Simple Linear Regression#

1 - Simple Linear Regression#

- Simple Linear Regression Model#

You can describe a simple linear regression model as

\[\hat{y} = wx + b,\tag{1}\]

where \(\hat{y}\) is a prediction of dependent variable \(y\) based on independent variable \(x\) using a line equation with the slope \(w\) and intercept \(b\).

Given a set of training data points \((x_1, y_1)\), …, \((x_m, y_m)\), you will find the “best” fitting line - such parameters \(w\) and \(b\) that the differences between original values \(y_i\) and predicted values \(\hat{y}_i = wx_i + b\) are minimum.

- Neural Network Model with a Single Perceptron and One Input Node#

The simplest neural network model that describes the above problem can be realized by using one perceptron. The input and output layers will have one node each (\(x\) for input and \(\hat{y} = z\) for output):

../../../_images/nn_model_linear_regression_simple.png — Single perceptron#

Weight (\(w\)) and bias (\(b\)) are the parameters that will get updated when you train the model. They are initialized to some random values or set to 0 and updated as the training progresses.

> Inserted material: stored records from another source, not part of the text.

//! Save and load drawings.
//!
//! A scene file is pretty-printed JSON holding the canvas parameters and the
//! finished shapes in paint order. Undo history and any in-progress shape
//! are not stored.

use anyhow::{Context, Result};
use chrono::{DateTime, Utc};
use paintkit_core::{Color, Error};
use paintkit_settings::CanvasSettings;
use serde::{Deserialize, Serialize};
use std::path::Path;
use tracing::info;

use crate::model::Shape;
use crate::scene::SceneState;

/// Scene file format version
pub const SCENE_FORMAT_VERSION: u32 = 1;

#[derive(Debug, Clone, PartialEq, Serialize, Deserialize)]
pub struct SceneFile {
    pub version: u32,
    pub metadata: SceneMetadata,
    pub canvas: CanvasState,
    pub shapes: Vec<Shape>,
}

#[derive(Debug, Clone, PartialEq, Serialize, Deserialize)]
pub struct SceneMetadata {
    pub name: String,
    pub created: DateTime<Utc>,
    pub modified: DateTime<Utc>,
}

#[derive(Debug, Clone, Copy, PartialEq, Serialize, Deserialize)]
pub struct CanvasState {
    pub width: u32,
    pub height: u32,
    pub background: Color,
}

impl From<&CanvasSettings> for CanvasState {
    fn from(canvas: &CanvasSettings) -> Self {
        Self {
            width: canvas.width,
            height: canvas.height,
            background: canvas.background,
        }
    }
}

impl SceneFile {
    pub fn new(name: impl Into<String>, canvas: CanvasState) -> Self {
        let now = Utc::now();
        Self {
            version: SCENE_FORMAT_VERSION,
            metadata: SceneMetadata {
                name: name.into(),
                created: now,
                modified: now,
            },
            canvas,
            shapes: Vec::new(),
        }
    }

    /// Snapshot of the finished shapes of `scene`.
    pub fn from_scene(name: impl Into<String>, canvas: CanvasState, scene: &SceneState) -> Self {
        let mut file = Self::new(name, canvas);
        file.shapes = scene
            .shapes()
            .iter()
            .filter(|shape| shape.completed)
            .cloned()
            .collect();
        file
    }

    /// A scene with the stored shapes and empty history.
    pub fn to_scene(&self) -> SceneState {
        SceneState::from_shapes(self.shapes.clone())
    }

    pub fn save_to_file(&self, path: impl AsRef<Path>) -> Result<()> {
        let path = path.as_ref();
        let json = serde_json::to_string_pretty(self).context("Failed to serialize scene")?;
        std::fs::write(path, json)
            .with_context(|| format!("Failed to write scene file {}", path.display()))?;
        info!("Saved {} shapes to {}", self.shapes.len(), path.display());
        Ok(())
    }

    pub fn load_from_file(path: impl AsRef<Path>) -> Result<Self> {
        let path = path.as_ref();
        let content = std::fs::read_to_string(path)
            .with_context(|| format!("Failed to read scene file {}", path.display()))?;

        let mut scene: SceneFile =
            serde_json::from_str(&content).context("Failed to parse scene file")?;
        if scene.version != SCENE_FORMAT_VERSION {
            return Err(Error::SceneVersion {
                found: scene.version,
                expected: SCENE_FORMAT_VERSION,
            }
            .into());
        }

        scene.metadata.modified = Utc::now();
        info!("Loaded {} shapes from {}", scene.shapes.len(), path.display());
        Ok(scene)
    }
}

For each training example \(x^{(i)}\), the prediction \(\hat{y}^{(i)}\) can be calculated as:

\[ z^{(i)} = w x^{(i)} + b \]

\[ \hat{y}^{(i)} = z^{(i)} \tag{2} \]

where \(i = 1, \dots, m\).

You can organise all training examples as a vector \(X\) of size (\(1 \times m\)) and perform scalar multiplication of \(X\) (\(1 \times m\)) by a scalar \(w\), adding \(b\), which will be broadcasted to a vector of size (\(1 \times m\)):

\[ Z = w X + b \]

\[ \hat{Y} = Z \tag{3} \]

This set of calculations is called forward propagation.

For each training example you can measure the difference between original values \(y^{(i)}\) and predicted values \(\hat{y}^{(i)}\) with the loss function \(L\left(w, b\right) = \frac{1}{2}\left(\hat{y}^{(i)} - y^{(i)}\right)^2\). Division by \(2\) is taken just for scaling purposes, you will see the reason below, calculating partial derivatives. To compare the resulting vector of the predictions \(\hat{Y}\) (\(1 \times m\)) with the vector \(Y\) of original values \(y^{(i)}\), you can take an average of the loss function values for each of the training examples:

\[ \mathcal{L}\left(w, b\right) = \frac{1}{2m}\sum_{i=1}^{m} \left(\hat{y}^{(i)} - y^{(i)}\right)^2 \tag{4} \]

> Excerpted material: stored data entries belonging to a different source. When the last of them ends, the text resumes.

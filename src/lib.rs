//! # PaintKit
//!
//! Shape drawing and scan conversion for a paint tool, with undo/redo and
//! optional sync to a drawing server.
//!
//! ## Architecture
//!
//! PaintKit is organized as a workspace with multiple crates:
//!
//! 1. **paintkit-core** - Geometry, colors, algorithm selectors, errors
//! 2. **paintkit-raster** - Pixel-walk algorithms and drawing surfaces
//! 3. **paintkit-settings** - Configuration with JSON/TOML persistence
//! 4. **paintkit-designer** - Shapes, scene history, interaction, redraw
//! 5. **paintkit-communication** - Server wire types and HTTP client
//! 6. **paintkit** - [`PaintSession`] and the replay binary

pub mod session;

pub use paintkit_communication as communication;
pub use paintkit_designer as designer;
pub use paintkit_raster as raster;
pub use paintkit_settings as settings;

pub use paintkit_core::{
    Algorithm, CircleAlgorithm, Color, Error, ImageError, LineAlgorithm, PixelPoint, Point,
    RemoteError, Result,
};
pub use paintkit_designer::{InputEvent, InteractionController, SceneEvent, Shape, ShapeKind};
pub use paintkit_raster::{PixmapSurface, RecordingSurface, Surface};
pub use paintkit_settings::PaintConfig;
pub use session::{load_image_for_processing, Notice, PaintSession};

/// Library version
pub const VERSION: &str = env!("CARGO_PKG_VERSION");

/// Build date (set at compile time)
pub const BUILD_DATE: &str = env!("BUILD_DATE");

/// Initialize logging with the default configuration
///
/// Sets up structured logging with:
/// - Console output with pretty formatting
/// - RUST_LOG environment variable support, INFO by default
pub fn init_logging() -> anyhow::Result<()> {
    use tracing_subscriber::fmt;
    use tracing_subscriber::prelude::*;
    use tracing_subscriber::EnvFilter;

    let env_filter = EnvFilter::try_from_default_env().unwrap_or_else(|_| EnvFilter::new("info"));

    let fmt_layer = fmt::layer()
        .with_writer(std::io::stdout)
        .with_target(true)
        .with_level(true)
        .with_line_number(true)
        .pretty();

    tracing_subscriber::registry()
        .with(env_filter)
        .with(fmt_layer)
        .try_init()?;

    Ok(())
}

This function is called the sum of squares cost function. The aim is to optimize the cost function during the training, which will minimize the differences between original values \(y^{(i)}\) and predicted values \(\hat{y}^{(i)}\).

When your weights were just initialized with some random values, and no training was done yet, you can’t expect good results. You need to calculate the adjustments for the weight and bias, minimizing the cost function. This process is called backward propagation.

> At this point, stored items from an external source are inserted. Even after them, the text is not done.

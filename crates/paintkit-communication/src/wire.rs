//! Request and response bodies exchanged with the drawing server.

use paintkit_core::{Color, Point, RemoteError};
use paintkit_designer::{SceneEvent, Shape};
use serde::{Deserialize, Serialize};

use crate::data_url::DataUrl;

/// Number of bins per histogram channel.
pub const HISTOGRAM_BINS: usize = 256;

/// Operation requested from `/paint/api/draw/`.
#[derive(Debug, Clone, Copy, PartialEq, Eq, Serialize, Deserialize)]
#[serde(rename_all = "lowercase")]
pub enum DrawAction {
    Draw,
    Clear,
    Erase,
    Resize,
    Save,
}

/// A finished shape as the server draws it.
#[derive(Debug, Clone, PartialEq, Serialize, Deserialize)]
pub struct ShapePayload {
    #[serde(rename = "type")]
    pub kind: String,
    pub points: Vec<Point>,
    pub color: Color,
    pub line_width: f64,
}

impl From<&Shape> for ShapePayload {
    fn from(shape: &Shape) -> Self {
        Self {
            kind: shape.kind.name().to_string(),
            points: shape.points.clone(),
            color: shape.color,
            line_width: shape.stroke_width,
        }
    }
}

#[derive(Debug, Clone, PartialEq, Serialize, Deserialize)]
#[serde(tag = "type", rename_all = "lowercase")]
pub enum EraseData {
    /// One freehand-eraser sample; `size` is the eraser diameter.
    Free { point: Point, size: f64 },
    Area {
        start_point: Point,
        end_point: Point,
    },
}

#[derive(Debug, Clone, PartialEq, Serialize, Deserialize)]
pub struct DrawRequest {
    pub action: DrawAction,
    #[serde(default, skip_serializing_if = "Option::is_none")]
    pub shape: Option<ShapePayload>,
    #[serde(default, skip_serializing_if = "Option::is_none")]
    pub erase_data: Option<EraseData>,
    #[serde(default, skip_serializing_if = "Option::is_none")]
    pub width: Option<u32>,
    #[serde(default, skip_serializing_if = "Option::is_none")]
    pub height: Option<u32>,
    #[serde(default, skip_serializing_if = "Option::is_none")]
    pub filename: Option<String>,
}

impl DrawRequest {
    fn bare(action: DrawAction) -> Self {
        Self {
            action,
            shape: None,
            erase_data: None,
            width: None,
            height: None,
            filename: None,
        }
    }

    pub fn draw(shape: &Shape) -> Self {
        Self {
            shape: Some(ShapePayload::from(shape)),
            ..Self::bare(DrawAction::Draw)
        }
    }

    pub fn erase(data: EraseData) -> Self {
        Self {
            erase_data: Some(data),
            ..Self::bare(DrawAction::Erase)
        }
    }

    pub fn clear() -> Self {
        Self::bare(DrawAction::Clear)
    }

    pub fn resize(width: u32, height: u32) -> Self {
        Self {
            width: Some(width),
            height: Some(height),
            ..Self::bare(DrawAction::Resize)
        }
    }

    pub fn save(filename: impl Into<String>) -> Self {
        Self {
            filename: Some(filename.into()),
            ..Self::bare(DrawAction::Save)
        }
    }
}

/// Maps a controller edit onto the request that mirrors it on the server.
pub fn request_for_event(event: &SceneEvent) -> Option<DrawRequest> {
    let request = match event {
        SceneEvent::ShapeCompleted { shape } if shape.kind.is_erase() => return None,
        SceneEvent::ShapeCompleted { shape } => DrawRequest::draw(shape),
        SceneEvent::EraseStroke { point, size } => DrawRequest::erase(EraseData::Free {
            point: *point,
            size: *size,
        }),
        SceneEvent::EraseArea { start, end } => DrawRequest::erase(EraseData::Area {
            start_point: *start,
            end_point: *end,
        }),
        // Samples already went out one by one as `EraseStroke`.
        SceneEvent::EraseStrokeFinished { .. } => return None,
        SceneEvent::Cleared => DrawRequest::clear(),
    };
    Some(request)
}

/// One `free` erase per sample of a released eraser stroke, in stroke order.
pub fn erase_stroke_requests(points: &[Point], size: f64) -> Vec<DrawRequest> {
    points
        .iter()
        .map(|point| DrawRequest::erase(EraseData::Free { point: *point, size }))
        .collect()
}

/// Body returned by `/paint/api/draw/`.
#[derive(Debug, Clone, PartialEq, Serialize, Deserialize)]
pub struct DrawResponse {
    pub success: bool,
    #[serde(default, skip_serializing_if = "Option::is_none")]
    pub image: Option<String>,
    #[serde(default, skip_serializing_if = "Option::is_none")]
    pub error: Option<String>,
}

impl DrawResponse {
    /// The server raster to show, if any.
    ///
    /// A `success: false` body becomes [`RemoteError::Rejected`].
    pub fn into_image(self) -> Result<Option<DataUrl>, RemoteError> {
        if !self.success {
            return Err(RemoteError::Rejected {
                message: self.error.unwrap_or_else(|| "unknown error".to_string()),
            });
        }
        self.image
            .map(|url| {
                url.parse::<DataUrl>()
                    .map_err(|e| RemoteError::MalformedResponse {
                        endpoint: crate::backend::DRAW_ENDPOINT.to_string(),
                        reason: e.to_string(),
                    })
            })
            .transpose()
    }
}

/// A filter to apply on `/process-image/`.
///
/// Filter names and parameters are passed through untouched; the server
/// owns their meaning (e.g. `binary` with `threshold`).
#[derive(Debug, Clone, PartialEq)]
pub struct FilterRequest {
    pub image: DataUrl,
    pub filter_type: String,
    pub params: Vec<(String, String)>,
}

impl FilterRequest {
    pub fn new(image: DataUrl, filter_type: impl Into<String>) -> Self {
        Self {
            image,
            filter_type: filter_type.into(),
            params: Vec::new(),
        }
    }

    pub fn param(mut self, key: impl Into<String>, value: impl ToString) -> Self {
        self.params.push((key.into(), value.to_string()));
        self
    }
}

#[derive(Debug, Clone, PartialEq)]
pub struct ProcessedImage {
    pub image: DataUrl,
}

#[derive(Debug, Deserialize)]
pub(crate) struct ProcessResponse {
    #[serde(default)]
    pub processed_image: Option<String>,
    #[serde(default)]
    pub error: Option<String>,
}

/// Per-channel pixel counts.
#[derive(Debug, Clone, PartialEq, Serialize, Deserialize)]
pub struct HistogramData {
    pub luminance: Vec<u64>,
    pub red: Vec<u64>,
    pub green: Vec<u64>,
    pub blue: Vec<u64>,
}

impl HistogramData {
    /// Checks that every channel has exactly [`HISTOGRAM_BINS`] bins.
    pub fn validate(&self) -> Result<(), String> {
        for (name, channel) in [
            ("luminance", &self.luminance),
            ("red", &self.red),
            ("green", &self.green),
            ("blue", &self.blue),
        ] {
            if channel.len() != HISTOGRAM_BINS {
                return Err(format!(
                    "{} channel has {} bins, expected {}",
                    name,
                    channel.len(),
                    HISTOGRAM_BINS
                ));
            }
        }
        Ok(())
    }
}

#[derive(Debug, Deserialize)]
pub(crate) struct HistogramResponse {
    #[serde(default)]
    pub histogram_data: Option<HistogramData>,
    #[serde(default)]
    pub error: Option<String>,
}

According to the gradient descent algorithm, you can calculate partial derivatives as:

\[ \frac{\partial \mathcal{L} }{ \partial w } = \frac{1}{m}\sum_{i=1}^{m} \left(\hat{y}^{(i)} - y^{(i)}\right)x^{(i)} \]

\[ \frac{\partial \mathcal{L} }{ \partial b } = \frac{1}{m}\sum_{i=1}^{m} \left(\hat{y}^{(i)} - y^{(i)}\right) \tag{5} \]

You can see how the additional division by \(2\) in the equation \((4)\) helped to simplify the results of the partial derivatives. Then update the parameters iteratively using the expressions

\[ w = w - \alpha \frac{\partial \mathcal{L} }{ \partial w } \]

\[ b = b - \alpha \frac{\partial \mathcal{L} }{ \partial b } \tag{6} \]

where \(\alpha\) is the learning rate. Then repeat the process until the cost function stops decreasing.

The general methodology to build a neural network is to:

Define the neural network structure ( # of input units, # of hidden units, etc).
Initialize the model’s parameters
Loop:
- Implement forward propagation (calculate the perceptron output),
- Implement backward propagation (to get the required corrections for the parameters),
- Update parameters.
Make predictions.

You often build helper functions to compute steps 1-3 and then merge them into one function nn_model(). Once you’ve built nn_model() and learnt the right parameters, you can make predictions on new data.

# Import all the required packages
import numpy as np
import matplotlib.pyplot as plt
# A library for data manipulation and analysis
import pandas as pd

# Output of plotting commands is displayed within the Jupyter notebook
%matplotlib inline

# Set a seed so that the results are consistent accross sessions.
np.random.seed(3)

Dataset#

Load the Kaggle dataset, saved in ../data/tvmarketing.csv. It has two fields: TV marketing expenses (TV) and sales amount (Sales).

path = 'data/tvmarketing.csv'
adv = pd.read_csv(path)

Print some part of the dataset

adv.head()

Show code cell output

Hide code cell output

	TV	Sales
0	230.1	22.1
1	44.5	10.4
2	17.2	9.3
3	151.5	18.5
4	180.8	12.9

Plot the data points to see how they are distributed. You can use plt.plot() function from matplotlib.pyplot module.

adv.plot(x='TV', y='Sales', kind='scatter', c='black')

Normalize the data by subtracting the mean and dividing by the standard deviation. This will help the model to converge faster during training, and to avoid different units of measurement in the input data.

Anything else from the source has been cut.